Over the years the Ottawa River has had a reputation of having some decent fishing, and the largemouth fishing has always been fairly strong, up until the last few years. There’s a lot of speculation that fishing pressure may have hurt it a bit or that the winter kills they’ve had up there in the last bunch of years have killed a lot of bass. Regardless, it’s been pretty good to my son Darren and me over the past couple of years and we have fared pretty well up there.

It was the fourth and final one-day qualifying tournament of the Renegade series and it took 17.93-pounds to win. We had 16.61-pounds for third place, including a 5.34-pound largemouth that was the third biggest bass weighed in during the tournament. We caught our fish by fishing various visible objects on the shore – lily pads, weeds, reeds and wood. Finishing the tournament in third place moved us up into third place in the Team of the Year standings, just 1.81-pounds behind the leaders.

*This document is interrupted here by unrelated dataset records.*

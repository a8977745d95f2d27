use serde::Deserialize;
use std::env;
use std::fmt::Display;
use std::ops::RangeInclusive;
use std::str::FromStr;

// Top-level configuration, one group per concern
#[derive(Debug, Clone, Deserialize)]
pub struct Config {
    pub app: AppConfig,
    pub storage: StorageConfig,
    pub database: DatabaseConfig,
    pub redis: RedisConfig,
    pub holds: HoldsConfig,
    pub rate_limit: RateLimitConfig,
    pub features: FeatureFlags,
}

#[derive(Debug, Clone, Deserialize)]
pub struct AppConfig {
    pub host: String,
    pub port: u16,
    pub environment: String,
    pub rust_log: String,
    pub log_format: LogFormat,
}

#[derive(Debug, Clone, Copy, PartialEq, Eq, Deserialize)]
#[serde(rename_all = "lowercase")]
pub enum LogFormat {
    Pretty,
    Json,
}

impl FromStr for LogFormat {
    type Err = String;

    fn from_str(s: &str) -> Result<Self, Self::Err> {
        match s.to_ascii_lowercase().as_str() {
            "pretty" => Ok(LogFormat::Pretty),
            "json" => Ok(LogFormat::Json),
            other => Err(format!("expected pretty or json, got '{}'", other)),
        }
    }
}

#[derive(Debug, Clone, Copy, PartialEq, Eq, Deserialize)]
#[serde(rename_all = "lowercase")]
pub enum StorageBackend {
    Memory,
    Postgres,
}

impl FromStr for StorageBackend {
    type Err = String;

    fn from_str(s: &str) -> Result<Self, Self::Err> {
        match s.to_ascii_lowercase().as_str() {
            "memory" => Ok(StorageBackend::Memory),
            "postgres" | "postgresql" => Ok(StorageBackend::Postgres),
            other => Err(format!("expected memory or postgres, got '{}'", other)),
        }
    }
}

#[derive(Debug, Clone, Deserialize)]
pub struct StorageConfig {
    pub backend: StorageBackend,
    /// JSON catalog loaded by the memory backend.
    pub catalog_path: Option<String>,
}

#[derive(Debug, Clone, Deserialize)]
pub struct DatabaseConfig {
    pub url: Option<String>,
    pub pool_size: u32,
}

#[derive(Debug, Clone, Deserialize)]
pub struct RedisConfig {
    /// Rate-limit counters live in Redis when set.
    pub url: Option<String>,
}

#[derive(Debug, Clone, Deserialize)]
pub struct HoldsConfig {
    pub ttl_minutes: i64,
    pub max_seats: usize,
    pub sweep_interval_seconds: u64,
    /// How long cancelled and expired holds stay readable before the sweeper drops them.
    pub retention_minutes: i64,
}

#[derive(Debug, Clone, Deserialize)]
pub struct RateLimitConfig {
    pub window_seconds: u64,
    pub lookup_max: u64,
    pub default_max: u64,
}

#[derive(Debug, Clone, Deserialize)]
pub struct FeatureFlags {
    pub enable_rate_limiting: bool,
    pub enable_sweeper: bool,
}

#[derive(Debug, thiserror::Error, PartialEq, Eq)]
pub enum ConfigError {
    #[error("{var} is invalid: {reason}")]
    Invalid { var: &'static str, reason: String },
    #[error("{var} must be set when {because}")]
    Missing { var: &'static str, because: &'static str },
}

/// Reads `var` through `lookup`, falling back to `default`, and parses it.
fn parsed<T, F>(lookup: &F, var: &'static str, default: &str) -> Result<T, ConfigError>
where
    T: FromStr,
    T::Err: std::fmt::Display,
    F: Fn(&str) -> Option<String>,
{
    lookup(var)
        .unwrap_or_else(|| default.to_string())
        .trim()
        .parse()
        .map_err(|e: T::Err| ConfigError::Invalid { var, reason: e.to_string() })
}

fn positive<T>(var: &'static str, value: T) -> Result<T, ConfigError>
where
    T: PartialOrd + Default,
{
    if value > T::default() {
        Ok(value)
    } else {
        Err(ConfigError::Invalid { var, reason: "must be greater than zero".to_string() })
    }
}

fn within<T>(var: &'static str, value: T, range: RangeInclusive<T>) -> Result<T, ConfigError>
where
    T: PartialOrd + Display,
{
    if range.contains(&value) {
        Ok(value)
    } else {
        Err(ConfigError::Invalid {
            var,
            reason: format!("must be between {} and {}", range.start(), range.end()),
        })
    }
}

impl Config {
    pub fn from_env() -> Result<Self, ConfigError> {
        Self::from_lookup(|var| env::var(var).ok().filter(|v| !v.is_empty()))
    }

    /// Builds the configuration from any variable source.
    pub fn from_lookup<F>(lookup: F) -> Result<Self, ConfigError>
    where
        F: Fn(&str) -> Option<String>,
    {
        let config = Config {
            app: AppConfig {
                host: lookup("HOST").unwrap_or_else(|| "0.0.0.0".to_string()),
                port: parsed(&lookup, "PORT", "8000")?,
                environment: lookup("ENVIRONMENT").unwrap_or_else(|| "development".to_string()),
                rust_log: lookup("RUST_LOG").unwrap_or_else(|| "seat_hold=debug,tower_http=debug".to_string()),
                log_format: parsed(&lookup, "LOG_FORMAT", "pretty")?,
            },
            storage: StorageConfig {
                backend: parsed(&lookup, "STORAGE_BACKEND", "memory")?,
                catalog_path: lookup("CATALOG_PATH"),
            },
            database: DatabaseConfig {
                url: lookup("DATABASE_URL"),
                pool_size: positive("DB_POOL_SIZE", parsed(&lookup, "DB_POOL_SIZE", "20")?)?,
            },
            redis: RedisConfig {
                url: lookup("REDIS_URL"),
            },
            holds: HoldsConfig {
                ttl_minutes: within("HOLD_TTL_MINUTES", parsed(&lookup, "HOLD_TTL_MINUTES", "10")?, 1..=1440)?,
                max_seats: within("MAX_SEATS_PER_HOLD", parsed(&lookup, "MAX_SEATS_PER_HOLD", "4")?, 1..=4)?,
                sweep_interval_seconds: positive(
                    "SWEEP_INTERVAL_SECONDS",
                    parsed(&lookup, "SWEEP_INTERVAL_SECONDS", "30")?,
                )?,
                retention_minutes: within(
                    "HOLD_RETENTION_MINUTES",
                    parsed(&lookup, "HOLD_RETENTION_MINUTES", "60")?,
                    1..=10_080,
                )?,
            },
            rate_limit: RateLimitConfig {
                window_seconds: positive(
                    "RATE_LIMIT_WINDOW_SECONDS",
                    parsed(&lookup, "RATE_LIMIT_WINDOW_SECONDS", "60")?,
                )?,
                lookup_max: parsed(&lookup, "RATE_LIMIT_LOOKUP_MAX", "5")?,
                default_max: parsed(&lookup, "RATE_LIMIT_DEFAULT_MAX", "100")?,
            },
            features: FeatureFlags {
                enable_rate_limiting: parsed(&lookup, "ENABLE_RATE_LIMITING", "true")?,
                enable_sweeper: parsed(&lookup, "ENABLE_SWEEPER", "true")?,
            },
        };

        if config.storage.backend == StorageBackend::Postgres && config.database.url.is_none() {
            return Err(ConfigError::Missing {
                var: "DATABASE_URL",
                because: "STORAGE_BACKEND=postgres",
            });
        }
        Ok(config)
    }
}
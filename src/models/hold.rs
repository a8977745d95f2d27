//! Hold lifecycle.
//!
//! A hold is created `pending` and leaves that state exactly once, to one of
//! the terminal states `confirmed`, `cancelled` or `expired`. All transitions
//! go through [`Hold::apply`], which is shared by every store so the rules
//! live in one place:
//!
//! | from    | change  | condition        | result                          |
//! |---------|---------|------------------|---------------------------------|
//! | pending | confirm | now < expires_at | confirmed                       |
//! | pending | confirm | now ≥ expires_at | expired, `Err(Expired)`         |
//! | pending | cancel  | now < expires_at | cancelled                       |
//! | pending | cancel  | now ≥ expires_at | expired, `Err(InvalidState)`    |
//! | pending | expire  | now ≥ expires_at | expired                         |
//! | pending | expire  | now < expires_at | unchanged, `Err(NotDue)`        |
//! | other   | any     |                  | unchanged, `Err(InvalidState)`  |

use std::fmt;
use std::str::FromStr;

use chrono::{DateTime, Duration, Utc};
use serde::{Deserialize, Serialize};
use uuid::Uuid;

use crate::models::HeldSeat;

#[derive(Debug, Clone, Copy, PartialEq, Eq, Hash, Serialize, Deserialize)]
#[serde(rename_all = "lowercase")]
pub enum HoldStatus {
    Pending,
    Confirmed,
    Cancelled,
    Expired,
}

impl HoldStatus {
    pub fn as_str(&self) -> &'static str {
        match self {
            HoldStatus::Pending => "pending",
            HoldStatus::Confirmed => "confirmed",
            HoldStatus::Cancelled => "cancelled",
            HoldStatus::Expired => "expired",
        }
    }

    pub fn is_terminal(&self) -> bool {
        !matches!(self, HoldStatus::Pending)
    }
}

impl fmt::Display for HoldStatus {
    fn fmt(&self, f: &mut fmt::Formatter<'_>) -> fmt::Result {
        f.write_str(self.as_str())
    }
}

impl FromStr for HoldStatus {
    type Err = String;

    fn from_str(s: &str) -> Result<Self, Self::Err> {
        match s {
            "pending" => Ok(HoldStatus::Pending),
            "confirmed" => Ok(HoldStatus::Confirmed),
            "cancelled" => Ok(HoldStatus::Cancelled),
            "expired" => Ok(HoldStatus::Expired),
            other => Err(format!("unknown hold status '{}'", other)),
        }
    }
}

#[derive(Debug, Clone, PartialEq, Eq, Serialize, Deserialize)]
#[serde(rename_all = "camelCase")]
pub struct BookerInfo {
    pub name: String,
    pub email: String,
    pub phone: String,
}

/// Attached to a hold when it is confirmed.
#[derive(Debug, Clone, PartialEq, Eq, Serialize, Deserialize)]
#[serde(rename_all = "camelCase")]
pub struct Confirmation {
    pub reservation_number: String,
    pub booker: BookerInfo,
    pub confirmed_at: DateTime<Utc>,
}

#[derive(Debug, Clone)]
pub enum HoldChange {
    Confirm {
        reservation_number: String,
        booker: BookerInfo,
        user_id: Option<Uuid>,
    },
    Cancel,
    Expire,
}

impl HoldChange {
    pub fn name(&self) -> &'static str {
        match self {
            HoldChange::Confirm { .. } => "confirm",
            HoldChange::Cancel => "cancel",
            HoldChange::Expire => "expire",
        }
    }
}

#[derive(Debug, Clone, Copy, PartialEq, Eq, thiserror::Error)]
pub enum TransitionError {
    #[error("hold is {status}, cannot {change}")]
    InvalidState {
        status: HoldStatus,
        change: &'static str,
    },
    #[error("hold expired before it could be confirmed")]
    Expired,
    #[error("hold is not due for expiry yet")]
    NotDue,
}

#[derive(Debug, Clone, PartialEq, Eq, Serialize, Deserialize)]
#[serde(rename_all = "camelCase")]
pub struct Hold {
    pub id: Uuid,
    pub concert_id: Uuid,
    pub user_id: Option<Uuid>,
    pub seats: Vec<HeldSeat>,
    pub total_price: i64,
    pub status: HoldStatus,
    pub created_at: DateTime<Utc>,
    pub expires_at: DateTime<Utc>,
    pub confirmation: Option<Confirmation>,
    pub closed_at: Option<DateTime<Utc>>,
}

impl Hold {
    /// New pending hold; the total is fixed here from the captured seat prices.
    pub fn new(
        id: Uuid,
        concert_id: Uuid,
        user_id: Option<Uuid>,
        seats: Vec<HeldSeat>,
        now: DateTime<Utc>,
        ttl: Duration,
    ) -> Self {
        let total_price = seats.iter().map(|s| s.price).sum();
        Self {
            id,
            concert_id,
            user_id,
            seats,
            total_price,
            status: HoldStatus::Pending,
            created_at: now,
            expires_at: now + ttl,
            confirmation: None,
            closed_at: None,
        }
    }

    pub fn seat_ids(&self) -> impl Iterator<Item = Uuid> + '_ {
        self.seats.iter().map(|s| s.seat_id)
    }

    pub fn is_lapsed(&self, now: DateTime<Utc>) -> bool {
        now >= self.expires_at
    }

    /// Pending and still inside its TTL.
    pub fn is_live(&self, now: DateTime<Utc>) -> bool {
        self.status == HoldStatus::Pending && !self.is_lapsed(now)
    }

    /// Whether the hold keeps its seats away from other callers at `now`.
    pub fn claims_seats(&self, now: DateTime<Utc>) -> bool {
        self.is_live(now) || self.status == HoldStatus::Confirmed
    }

    /// Status as observed at `now`: a lapsed pending hold reads as expired
    /// even before anything has flipped it.
    pub fn effective_status(&self, now: DateTime<Utc>) -> HoldStatus {
        if self.status == HoldStatus::Pending && self.is_lapsed(now) {
            HoldStatus::Expired
        } else {
            self.status
        }
    }

    /// Applies `change` at `now`.
    ///
    /// On `Err` the hold may still have moved: a lapsed pending hold is
    /// flipped to `expired` by a confirm or cancel attempt, and callers must
    /// persist that.
    pub fn apply(&mut self, change: HoldChange, now: DateTime<Utc>) -> Result<(), TransitionError> {
        if self.status.is_terminal() {
            return Err(TransitionError::InvalidState {
                status: self.status,
                change: change.name(),
            });
        }

        let lapsed = self.is_lapsed(now);
        match change {
            HoldChange::Confirm { reservation_number, booker, user_id } => {
                if lapsed {
                    self.close(HoldStatus::Expired, now);
                    return Err(TransitionError::Expired);
                }
                self.status = HoldStatus::Confirmed;
                self.confirmation = Some(Confirmation {
                    reservation_number,
                    booker,
                    confirmed_at: now,
                });
                if self.user_id.is_none() {
                    self.user_id = user_id;
                }
                Ok(())
            }
            HoldChange::Cancel => {
                if lapsed {
                    self.close(HoldStatus::Expired, now);
                    return Err(TransitionError::InvalidState {
                        status: HoldStatus::Expired,
                        change: "cancel",
                    });
                }
                self.close(HoldStatus::Cancelled, now);
                Ok(())
            }
            HoldChange::Expire => {
                if !lapsed {
                    return Err(TransitionError::NotDue);
                }
                self.close(HoldStatus::Expired, now);
                Ok(())
            }
        }
    }

    fn close(&mut self, status: HoldStatus, now: DateTime<Utc>) {
        self.status = status;
        self.closed_at = Some(now);
    }
}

After the Renegade tournament I was off to Lake Erie for a fishing day with some of the folks from the marketing department at Columbia Sportswear. We headed out to Long Point on Lake Erie to fish for smallmouth in the area of Long Point Bay and we caught a number of fish by wacky rigging Havoc Flat Dawgs.

Then the folks from Ontario Tourism contacted me and asked if I would take some people from the Japanese media out fishing, so I loaded up the Ranger and headed to Elmhirst’s Resort on Rice Lake. It was mid-afternoon when I arrived and met up with Miho Akimaru and a number of other media people. Miho, also known as Mippi, is Japan’s most famous female saltwater angler and she appears on a number of TV fishing shows as well as in magazines and at fishing events.

It was a hot, absolutely flat calm day with zero wind when we got out there. As we were fishing dropshot rigs along a weed edge on a hump, Miho caught her first walleye ever. She was really excited as she had never caught a walleye before. Near the end of the day she hooked up with a smallmouth on a crankbait. It was fighting kind of weird and when she got it near the boat it turned out that she had two smallmouth on at once – one on each treble hook. Unfortunately one of the fish got off, but it made a great ending to a fun afternoon.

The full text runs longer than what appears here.